Work task = Your job is to copy every line in the material containing the word "RwLock".

Material for this exercise =
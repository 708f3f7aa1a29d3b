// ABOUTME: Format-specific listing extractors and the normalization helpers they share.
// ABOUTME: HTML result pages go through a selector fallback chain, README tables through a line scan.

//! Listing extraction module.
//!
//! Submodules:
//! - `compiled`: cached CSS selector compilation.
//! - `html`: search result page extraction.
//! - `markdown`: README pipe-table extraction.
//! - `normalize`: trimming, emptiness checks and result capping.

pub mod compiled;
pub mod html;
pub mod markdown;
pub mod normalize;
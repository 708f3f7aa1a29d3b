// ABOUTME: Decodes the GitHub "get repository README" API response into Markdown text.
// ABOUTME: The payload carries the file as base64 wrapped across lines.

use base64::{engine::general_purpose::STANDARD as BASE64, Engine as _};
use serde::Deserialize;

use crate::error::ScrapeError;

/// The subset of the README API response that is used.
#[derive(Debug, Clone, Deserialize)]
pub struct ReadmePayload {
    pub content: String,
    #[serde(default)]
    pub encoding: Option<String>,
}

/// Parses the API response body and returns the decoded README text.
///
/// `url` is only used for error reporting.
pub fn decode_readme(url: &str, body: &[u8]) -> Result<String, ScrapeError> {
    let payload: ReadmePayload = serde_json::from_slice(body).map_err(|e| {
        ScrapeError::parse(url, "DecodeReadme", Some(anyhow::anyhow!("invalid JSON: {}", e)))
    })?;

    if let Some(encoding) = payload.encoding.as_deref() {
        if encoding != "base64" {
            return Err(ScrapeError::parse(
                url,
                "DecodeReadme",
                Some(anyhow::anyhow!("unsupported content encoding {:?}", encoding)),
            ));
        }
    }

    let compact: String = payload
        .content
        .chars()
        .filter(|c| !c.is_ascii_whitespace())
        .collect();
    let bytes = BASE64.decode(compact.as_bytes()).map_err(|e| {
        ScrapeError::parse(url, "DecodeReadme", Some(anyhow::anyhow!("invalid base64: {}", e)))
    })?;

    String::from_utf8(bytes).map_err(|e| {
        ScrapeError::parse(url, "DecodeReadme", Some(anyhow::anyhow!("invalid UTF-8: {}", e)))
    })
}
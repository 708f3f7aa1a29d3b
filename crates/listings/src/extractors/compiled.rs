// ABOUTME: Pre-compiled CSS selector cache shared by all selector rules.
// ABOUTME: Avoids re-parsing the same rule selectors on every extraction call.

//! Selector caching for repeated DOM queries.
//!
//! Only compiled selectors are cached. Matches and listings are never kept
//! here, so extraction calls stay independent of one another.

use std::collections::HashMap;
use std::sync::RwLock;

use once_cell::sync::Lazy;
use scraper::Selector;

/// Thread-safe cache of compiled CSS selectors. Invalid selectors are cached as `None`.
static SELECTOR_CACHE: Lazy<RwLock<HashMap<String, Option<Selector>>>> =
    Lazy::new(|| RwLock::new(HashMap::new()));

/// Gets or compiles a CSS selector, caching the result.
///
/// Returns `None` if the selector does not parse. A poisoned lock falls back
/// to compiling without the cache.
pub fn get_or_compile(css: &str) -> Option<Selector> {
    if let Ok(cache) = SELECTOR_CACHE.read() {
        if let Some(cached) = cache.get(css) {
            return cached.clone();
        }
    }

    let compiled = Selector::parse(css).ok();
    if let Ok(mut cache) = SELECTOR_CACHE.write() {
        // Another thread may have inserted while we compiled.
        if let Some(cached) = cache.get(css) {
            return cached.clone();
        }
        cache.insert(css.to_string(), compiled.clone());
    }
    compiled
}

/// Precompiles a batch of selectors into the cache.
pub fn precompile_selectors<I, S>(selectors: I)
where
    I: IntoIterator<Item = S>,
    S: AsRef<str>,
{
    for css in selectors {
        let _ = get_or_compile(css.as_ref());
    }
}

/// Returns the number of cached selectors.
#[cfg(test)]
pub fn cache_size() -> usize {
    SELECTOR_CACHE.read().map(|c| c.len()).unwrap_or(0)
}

...

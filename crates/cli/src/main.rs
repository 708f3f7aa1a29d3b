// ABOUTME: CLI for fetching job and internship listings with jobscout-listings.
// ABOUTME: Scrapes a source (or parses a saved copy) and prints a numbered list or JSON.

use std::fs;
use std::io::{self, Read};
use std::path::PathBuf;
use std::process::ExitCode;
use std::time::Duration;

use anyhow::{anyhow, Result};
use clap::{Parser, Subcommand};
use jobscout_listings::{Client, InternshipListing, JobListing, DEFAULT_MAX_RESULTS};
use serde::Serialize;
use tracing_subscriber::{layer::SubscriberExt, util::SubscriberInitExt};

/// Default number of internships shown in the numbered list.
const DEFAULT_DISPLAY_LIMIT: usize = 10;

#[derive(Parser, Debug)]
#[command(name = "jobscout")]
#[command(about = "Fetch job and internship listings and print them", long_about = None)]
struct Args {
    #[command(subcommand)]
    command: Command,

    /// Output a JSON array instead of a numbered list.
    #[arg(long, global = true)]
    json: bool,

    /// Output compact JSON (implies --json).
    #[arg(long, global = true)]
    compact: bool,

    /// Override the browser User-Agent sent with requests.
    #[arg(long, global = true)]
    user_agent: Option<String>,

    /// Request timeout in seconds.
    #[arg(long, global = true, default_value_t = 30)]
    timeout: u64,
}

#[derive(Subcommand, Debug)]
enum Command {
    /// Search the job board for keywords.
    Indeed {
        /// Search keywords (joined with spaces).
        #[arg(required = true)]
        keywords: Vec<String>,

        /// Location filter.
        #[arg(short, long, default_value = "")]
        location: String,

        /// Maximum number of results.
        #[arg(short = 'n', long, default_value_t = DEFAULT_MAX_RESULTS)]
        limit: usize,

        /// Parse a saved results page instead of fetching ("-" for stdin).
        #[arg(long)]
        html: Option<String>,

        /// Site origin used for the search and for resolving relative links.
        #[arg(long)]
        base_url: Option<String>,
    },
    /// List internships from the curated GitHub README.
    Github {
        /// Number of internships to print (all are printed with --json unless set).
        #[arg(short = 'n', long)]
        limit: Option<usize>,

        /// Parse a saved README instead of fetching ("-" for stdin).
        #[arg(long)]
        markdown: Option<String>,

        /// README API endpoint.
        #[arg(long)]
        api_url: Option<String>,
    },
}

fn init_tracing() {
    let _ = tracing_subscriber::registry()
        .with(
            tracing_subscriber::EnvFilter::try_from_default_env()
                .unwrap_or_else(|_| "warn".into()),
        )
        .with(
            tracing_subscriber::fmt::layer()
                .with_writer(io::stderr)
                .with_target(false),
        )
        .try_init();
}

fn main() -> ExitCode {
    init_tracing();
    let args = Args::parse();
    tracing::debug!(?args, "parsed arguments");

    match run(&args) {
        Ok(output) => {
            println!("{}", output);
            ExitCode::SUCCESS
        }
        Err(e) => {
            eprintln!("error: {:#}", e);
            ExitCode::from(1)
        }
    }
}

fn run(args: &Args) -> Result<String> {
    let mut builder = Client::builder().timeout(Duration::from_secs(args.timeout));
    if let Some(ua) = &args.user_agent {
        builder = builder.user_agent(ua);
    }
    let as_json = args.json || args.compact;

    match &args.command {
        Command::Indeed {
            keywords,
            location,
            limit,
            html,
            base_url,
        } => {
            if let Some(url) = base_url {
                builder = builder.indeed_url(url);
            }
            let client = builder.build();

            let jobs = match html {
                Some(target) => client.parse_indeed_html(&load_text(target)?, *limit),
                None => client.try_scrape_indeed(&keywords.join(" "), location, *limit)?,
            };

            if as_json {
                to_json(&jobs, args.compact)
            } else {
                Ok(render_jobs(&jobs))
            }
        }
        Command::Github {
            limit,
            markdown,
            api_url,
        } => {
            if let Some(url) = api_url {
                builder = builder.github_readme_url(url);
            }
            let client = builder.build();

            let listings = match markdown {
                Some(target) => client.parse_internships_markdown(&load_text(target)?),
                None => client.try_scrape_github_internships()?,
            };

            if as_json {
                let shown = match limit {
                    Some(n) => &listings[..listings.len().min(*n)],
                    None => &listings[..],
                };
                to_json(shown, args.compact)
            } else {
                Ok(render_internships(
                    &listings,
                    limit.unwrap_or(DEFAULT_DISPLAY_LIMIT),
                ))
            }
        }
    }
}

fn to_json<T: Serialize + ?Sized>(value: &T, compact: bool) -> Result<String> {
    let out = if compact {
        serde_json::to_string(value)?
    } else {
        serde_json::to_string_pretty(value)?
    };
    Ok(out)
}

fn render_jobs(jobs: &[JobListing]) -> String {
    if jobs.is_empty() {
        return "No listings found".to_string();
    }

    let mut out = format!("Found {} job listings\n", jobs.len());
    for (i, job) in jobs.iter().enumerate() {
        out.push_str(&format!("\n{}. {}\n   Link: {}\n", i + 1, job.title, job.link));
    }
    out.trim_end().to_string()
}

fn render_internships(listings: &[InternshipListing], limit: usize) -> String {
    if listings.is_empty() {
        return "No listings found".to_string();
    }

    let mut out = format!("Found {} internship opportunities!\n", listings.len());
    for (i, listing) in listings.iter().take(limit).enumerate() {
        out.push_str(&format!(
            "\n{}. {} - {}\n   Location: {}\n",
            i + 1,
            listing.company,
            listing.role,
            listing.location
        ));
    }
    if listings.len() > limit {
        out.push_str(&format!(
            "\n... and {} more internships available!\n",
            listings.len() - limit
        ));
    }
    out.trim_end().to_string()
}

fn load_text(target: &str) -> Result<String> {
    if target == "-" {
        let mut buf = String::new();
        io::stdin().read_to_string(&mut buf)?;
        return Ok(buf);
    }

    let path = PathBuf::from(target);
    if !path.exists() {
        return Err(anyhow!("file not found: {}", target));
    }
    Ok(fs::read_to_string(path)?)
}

Your response =
use std::sync::RwLock;
static SELECTOR_CACHE: Lazy<RwLock<HashMap<String, Option<Selector>>>> =
    Lazy::new(|| RwLock::new(HashMap::new()));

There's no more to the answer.